— «Credo di intenderti. Roma, i suoi poeti, i suoi oratori, i suoi senatori, i suoi cortigiani, sono pazzi per l'affettazione di ciò che essi chiamano satira...» —

— «Io suppongo che tutti i grandi popoli siano orgogliosi,» — egli proseguì, senza badare all'interruzione; — «ma l'orgoglio di quel popolo è diverso da ogni altro. In questi ultimi tempi è cresciuto a tal misura che appena ne sfuggono gli Dei.» —

— «Gli Dei ne sfuggono!» — riprese la madre. — «Più d'un Romano ha accettato l'adorazione dei suoi simili come un suo diritto divino.» —

— «Messala ha sempre avute le sue qualità cattive. Quando era bambino io l'ho visto schernire stranieri che persino Erode riceveva con onori: ma almeno risparmiava la Giudea. Per la prima volta, quest'oggi, scherzò sui nostri costumi e su Dio. Come tu mi avresti imposto, io mi sono separato per sempre da lui. Ed ora, o mia cara madre, io vorrei sapere con maggiore certezza se vi è qualche giusto fondamento nel disprezzo del Romano. In che sono io il suo inferiore? Siamo forse un popolo più vile? Perchè dovrei io, anche al cospetto di Cesare, provare la paura dello schiavo? Dimmi specialmente perchè, se io ho un'anima, e così credo, non posso andare alla conquista degli onori di questo mondo ovunque essi siano? Perchè non posso brandire la spada e combattere in guerra? Poeta, perchè non potrò cantare tutti i temi? Io potrò lavorare il metallo, potrò essere guardiano di armenti, mercante, e perchè non anche artista come i Greci? Dimmi, o mia madre, e questo è il riassunto dei miei dolori, — perchè non potrà un figlio di Israele fare tutto ciò che può un Romano?» —

Il lettore rintraccierà l'origine di queste domande al colloquio sulla Piazza del Mercato; la madre, ascoltandolo con l'attenzione di tutte le sue facoltà, da indizî che sarebbero sfuggiti ad un uditore più indifferente, dalle connessioni del soggetto, dallo scopo delle domande, forse dall'accento stesso e dal tono della sua voce, non fu meno rapida nel balzare alla medesima illazione.

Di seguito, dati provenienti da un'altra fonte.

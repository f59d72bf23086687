// security/src/cookie.rs

/// Name of the identity cookie.
pub const COOKIE_NAME: &str = "token";

/// Builds the `Set-Cookie` value for a fresh identity token. HTTP-only,
/// site-wide path, `Secure` outside local development, and no Max-Age:
/// the cookie is session-scoped and the embedded JWT expiry bounds the
/// session.
pub fn session_cookie(token: &str, secure: bool) -> String {
    let mut cookie = format!("{}={}; HttpOnly; Path=/; SameSite=Lax", COOKIE_NAME, token);
    if secure {
        cookie.push_str("; Secure");
    }
    cookie
}

/// Logout overwrites the cookie with an already-expired empty value.
pub fn expired_cookie(secure: bool) -> String {
    let mut cookie = format!(
        "{}=; HttpOnly; Path=/; SameSite=Lax; Expires=Thu, 01 Jan 1970 00:00:00 GMT",
        COOKIE_NAME
    );
    if secure {
        cookie.push_str("; Secure");
    }
    cookie
}

/// Extracts the identity token from a raw `Cookie` request header.
pub fn token_from_cookie_header(header: &str) -> Option<&str> {
    header.split(';').find_map(|pair| {
        let (name, value) = pair.trim().split_once('=')?;
        if name == COOKIE_NAME && !value.is_empty() {
            Some(value)
        } else {
            None
        }
    })
}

Essa si alzò diritta e con voce rapida e penetrante come quella del figlio, rispose:

— «Vedo, vedo! — Per le amicizie della sua infanzia Messala era quasi un Ebreo; se fosse rimasto fra noi si sarebbe, forse, convertito, tanto possono, su di noi, le influenze che maturan la nostra vita. Ma gli anni passati in Roma hanno prevalso. Io non mi meraviglio del mutamento: pure, — la sua voce si abbassò — avrebbe potuto trattare più benignamente almeno te. È un indole dura e crudele quella che può dimenticare i primi affetti di gioventù!» —

Con la mano gli sfiorò leggermente la fronte, le dita si impigliarono nei capelli di lui, e indugiarono amorevolmente in essi, mentre gli occhi fissavano le stelle più alte e più splendenti. Fra il suo orgoglio e quello del figlio passava una corrente di perfetta simpatia. Voleva rispondergli; nello stesso tempo non avrebbe voluto per nulla al mondo che la risposta non lo accontentasse, nè fargli una confessione di inferiorità che avrebbe potuto fiaccare il suo spirito per tutta la vita. Esitò, temendo di affidarsi alle proprie forze.

— «Ciò che tu proponi, o mio Giuda, non è argomento che possa esser trattato degnamente da una donna. Lascia che sospendiamo il discorso sino a domani, e ci consiglieremo col saggio Simeone....» —

— «Non mandarmi dal Rabbino,» — egli disse seccamente.